Il existe des centaines de méthodes différentes de détermination de la concentration des protéines.L'incroyable diversité des types de solutions protéiques que les biochimistes analysent est la raison pour laquelle il n'y a pas de méthode universelle unique qui fonctionne pour chaque type de solution protéique.Les tests de protéines les plus courants sont le test Bradford, le test Lowry et le test d'acide bicinchoninique.Néanmoins, une myriade de variations ont été développées au besoin pour contourner toute incompatibilités chimiques potentielles entre la solution protéique et les réactifs qui sont utilisés dans le test.

D'une manière générale, il existe deux principales catégories de tests pour la détermination de la concentration des protéines.Dans le premier groupe de méthodes, un colorant coloré ou fluorescent est ajouté à une solution de protéines, et il se lie spécifiquement aux protéines.Le colorant lié a une longueur d'onde d'absorption unique qui est proportionnelle à la quantité de protéines.En utilisant un spectromètre, il devient possible d'estimer la concentration de protéine.

Le deuxième groupe de tests consiste à ajouter des ions cuivre (II) à une solution de protéine, où ces ions sont réduits en ions cuivrés (I).Ces ions réduits sont ensuite capables de former des complexes colorés en se liant aux protéines.En mesurant les absorbances à leurs longueurs d'onde uniques, les concentrations de protéines peuvent également être déduites.

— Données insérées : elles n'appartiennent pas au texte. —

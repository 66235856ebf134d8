//! Static level catalog
//!
//! Five arenas, loaded once and never mutated. Everything that varies per
//! level (anomaly kinds, counts, hazards, palette) is read from here by the
//! arena generator and the presentation layer.

use serde::{Deserialize, Serialize};

use crate::error::CoreError;

/// Number of levels in the catalog
pub const LEVEL_COUNT: usize = 5;

/// An RGB triple, passed through to the presentation layer untouched
#[derive(Debug, Clone, Copy, PartialEq, Eq, Serialize, Deserialize)]
pub struct Rgb(pub u8, pub u8, pub u8);

/// Kinds of gravity anomaly a level may spawn
#[derive(Debug, Clone, Copy, PartialEq, Eq, Hash, Serialize, Deserialize)]
pub enum AnomalyKind {
    BlackHole,
    Repulsor,
    Nebula,
}

impl AnomalyKind {
    pub fn as_str(&self) -> &'static str {
        match self {
            AnomalyKind::BlackHole => "black_hole",
            AnomalyKind::Repulsor => "repulsor",
            AnomalyKind::Nebula => "nebula",
        }
    }
}

/// Hazard families a level may enable
#[derive(Debug, Clone, Copy, PartialEq, Eq, Hash, Serialize, Deserialize)]
pub enum HazardKind {
    CrystalShards,
    /// Tag for the asteroid field; adds nothing beyond the asteroids
    SpinningRocks,
    GravityCorridors,
    PulseRings,
    LightningNodes,
}

impl HazardKind {
    pub fn as_str(&self) -> &'static str {
        match self {
            HazardKind::CrystalShards => "crystal_shards",
            HazardKind::SpinningRocks => "spinning_rocks",
            HazardKind::GravityCorridors => "gravity_corridors",
            HazardKind::PulseRings => "pulse_rings",
            HazardKind::LightningNodes => "lightning_nodes",
        }
    }
}

/// Immutable per-level configuration
#[derive(Debug, Clone, Serialize)]
pub struct LevelConfig {
    pub id: usize,
    pub name: &'static str,
    pub subtitle: &'static str,
    pub description: &'static str,
    pub bg: Rgb,
    /// Player-side color (also the ball glow)
    pub accent: Rgb,
    /// AI-side color
    pub accent2: Rgb,
    pub star_color: Rgb,
    pub anomaly_kinds: &'static [AnomalyKind],
    pub max_anomalies: usize,
    pub max_asteroids: usize,
    pub hazards: &'static [HazardKind],
}

impl LevelConfig {
    pub fn has_hazard(&self, kind: HazardKind) -> bool {
        self.hazards.contains(&kind)
    }
}

pub static LEVELS: [LevelConfig; LEVEL_COUNT] = [
    LevelConfig {
        id: 0,
        name: "LUNAR COLOSSEUM",
        subtitle: "The ancient arena of the moon",
        description: "Zero gravity, crater rings, classic arena",
        bg: Rgb(6, 8, 18),
        accent: Rgb(180, 200, 255),
        accent2: Rgb(100, 120, 200),
        star_color: Rgb(220, 225, 255),
        anomaly_kinds: &[AnomalyKind::Repulsor],
        max_anomalies: 1,
        max_asteroids: 0,
        hazards: &[],
    },
    LevelConfig {
        id: 1,
        name: "NEBULA RIFT",
        subtitle: "Lost in the gas clouds of Orion",
        description: "Nebula drag zones, crystal obstacles, dual tone",
        bg: Rgb(4, 0, 18),
        accent: Rgb(0, 255, 200),
        accent2: Rgb(200, 0, 255),
        star_color: Rgb(180, 100, 255),
        anomaly_kinds: &[AnomalyKind::Nebula, AnomalyKind::Repulsor],
        max_anomalies: 3,
        max_asteroids: 0,
        hazards: &[HazardKind::CrystalShards],
    },
    LevelConfig {
        id: 2,
        name: "ASTEROID GRAVEYARD",
        subtitle: "Ruins of a shattered world",
        description: "Dense asteroid field, spinning debris, high chaos",
        bg: Rgb(12, 6, 0),
        accent: Rgb(255, 140, 40),
        accent2: Rgb(160, 80, 20),
        star_color: Rgb(255, 200, 120),
        anomaly_kinds: &[AnomalyKind::Repulsor],
        max_anomalies: 2,
        max_asteroids: 5,
        hazards: &[HazardKind::SpinningRocks],
    },
    LevelConfig {
        id: 3,
        name: "BLACK HOLE STATION",
        subtitle: "Event horizon, point of no return",
        description: "Black holes, gravity corridors, maximum danger",
        bg: Rgb(8, 0, 2),
        accent: Rgb(255, 40, 80),
        accent2: Rgb(180, 0, 80),
        star_color: Rgb(255, 100, 120),
        anomaly_kinds: &[AnomalyKind::BlackHole],
        max_anomalies: 2,
        max_asteroids: 2,
        hazards: &[HazardKind::GravityCorridors],
    },
    LevelConfig {
        id: 4,
        name: "PULSAR CORE",
        subtitle: "The beating heart of a neutron star",
        description: "Pulse rings, lightning nodes, neon grid",
        bg: Rgb(0, 8, 18),
        accent: Rgb(0, 240, 255),
        accent2: Rgb(255, 240, 0),
        star_color: Rgb(100, 220, 255),
        anomaly_kinds: &[AnomalyKind::Repulsor, AnomalyKind::Nebula],
        max_anomalies: 2,
        max_asteroids: 1,
        hazards: &[HazardKind::PulseRings, HazardKind::LightningNodes],
    },
];

/// A level id known to be inside the catalog
#[derive(Debug, Clone, Copy, PartialEq, Eq, Hash, PartialOrd, Ord, Serialize, Deserialize)]
#[serde(try_from = "usize", into = "usize")]
pub struct LevelId(usize);

impl LevelId {
    pub const FIRST: LevelId = LevelId(0);

    /// Validate a raw level index
    pub fn new(id: usize) -> Result<Self, CoreError> {
        if id < LEVEL_COUNT {
            Ok(Self(id))
        } else {
            Err(CoreError::InvalidLevel(id))
        }
    }

    pub fn index(self) -> usize {
        self.0
    }

    pub fn config(self) -> &'static LevelConfig {
        &LEVELS[self.0]
    }

    /// Next level, wrapping around the catalog
    pub fn next(self) -> Self {
        Self((self.0 + 1) % LEVEL_COUNT)
    }

    /// Previous level, wrapping around the catalog
    pub fn prev(self) -> Self {
        Self((self.0 + LEVEL_COUNT - 1) % LEVEL_COUNT)
    }

    /// Seed for this level's arena layout
    pub fn layout_seed(self) -> u64 {
        self.0 as u64 * 137 + 42
    }

    pub fn all() -> impl Iterator<Item = LevelId> {
        (0..LEVEL_COUNT).map(LevelId)
    }
}

impl TryFrom<usize> for LevelId {
    type Error = CoreError;

    fn try_from(id: usize) -> Result<Self, Self::Error> {
        Self::new(id)
    }
}

impl From<LevelId> for usize {
    fn from(id: LevelId) -> usize {
        id.0
    }
}

/// Look up a level by raw index
pub fn level(id: usize) -> Result<&'static LevelConfig, CoreError> {
    LevelId::new(id).map(LevelId::config)
}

L'une des méthodes les plus populaires de détermination de la concentration des protéines est le test Bradford.Dans ce test, un colorant rouge appelé Coomassie Brilliant Blue est ajouté à une solution de protéines dans des conditions acides.Comme ce colorant se lie aux protéines, il forme un complexe bleu permanent avec une absorbance caractéristique à 595 nanomètres.

Malgré la polyvalence générale du test Bradford, il est incompatible avec certaines solutions protéiques.En particulier, le test Bradford est perturbé par la présence de dodécyl sulfate de sodium (SDS), un détergent qui est couramment utilisé pour purifier les protéines et décomposer les cellules par lyse.Ce détergent interfère avec la liaison du colorant aux protéines, ce qui se traduit par une lecture d'absorption peu fiable et inexacte.D'autres types de méthodes doivent donc être utilisés lorsque SDS est présent.

Une autre série de tests de protéines a été développée, et elles impliquent toutes une variation du test Biuret.Dans cette réaction, une protéine est combinée avec une base aqueuse et des ions cuivre (II).Ces ions sont réduits puis chélés par des protéines pour former des complexes colorés.Deux tests qui utilisent ce test sont le test Lowry et le test d'acide bicinchoninique.

Avec le test Lowry, un réactif Folin-Ciocalteu est ajouté au test Biuret.Le réactif Folin-Ciocalteu oxyde les résidus aromatiques, en particulier le tryptophane, et aide le complexe à absorber fortement à 750 nanomètres.Le test d'acide bicinchoninique, en revanche, consiste à ajouter de l'acide bicinchoninique au test de Biuret.Après une brève incubation à environ 104 deg;Fahrenheit (40 deg; Celsius), deux équivalents d'acide et les liaisons peptidiques de la protéine chélate un seul ion cuivre (I).Le résultat est un complexe qui absorbe fortement à 562 nanomètres.

Lors de la sélection d'une méthode de détermination de la concentration des protéines, il est important pour l'un de considérer les différents groupes fonctionnels chimiques présents dans la solution.La présence de certaines chaînes latérales d'acides aminés, des liaisons disulfure et des cofacteurs peut rendre la détermination de la concentration en protéines sauvagement inexacte.Il est souvent nécessaire pour que quelqu'un considère non seulement les protéines mais aussi d'autres réactifs et tampons, tels que la réduction des agents et des détergents.La méthode idéale sera chimiquement compatible et sera fiable, bon marché et simple à configurer.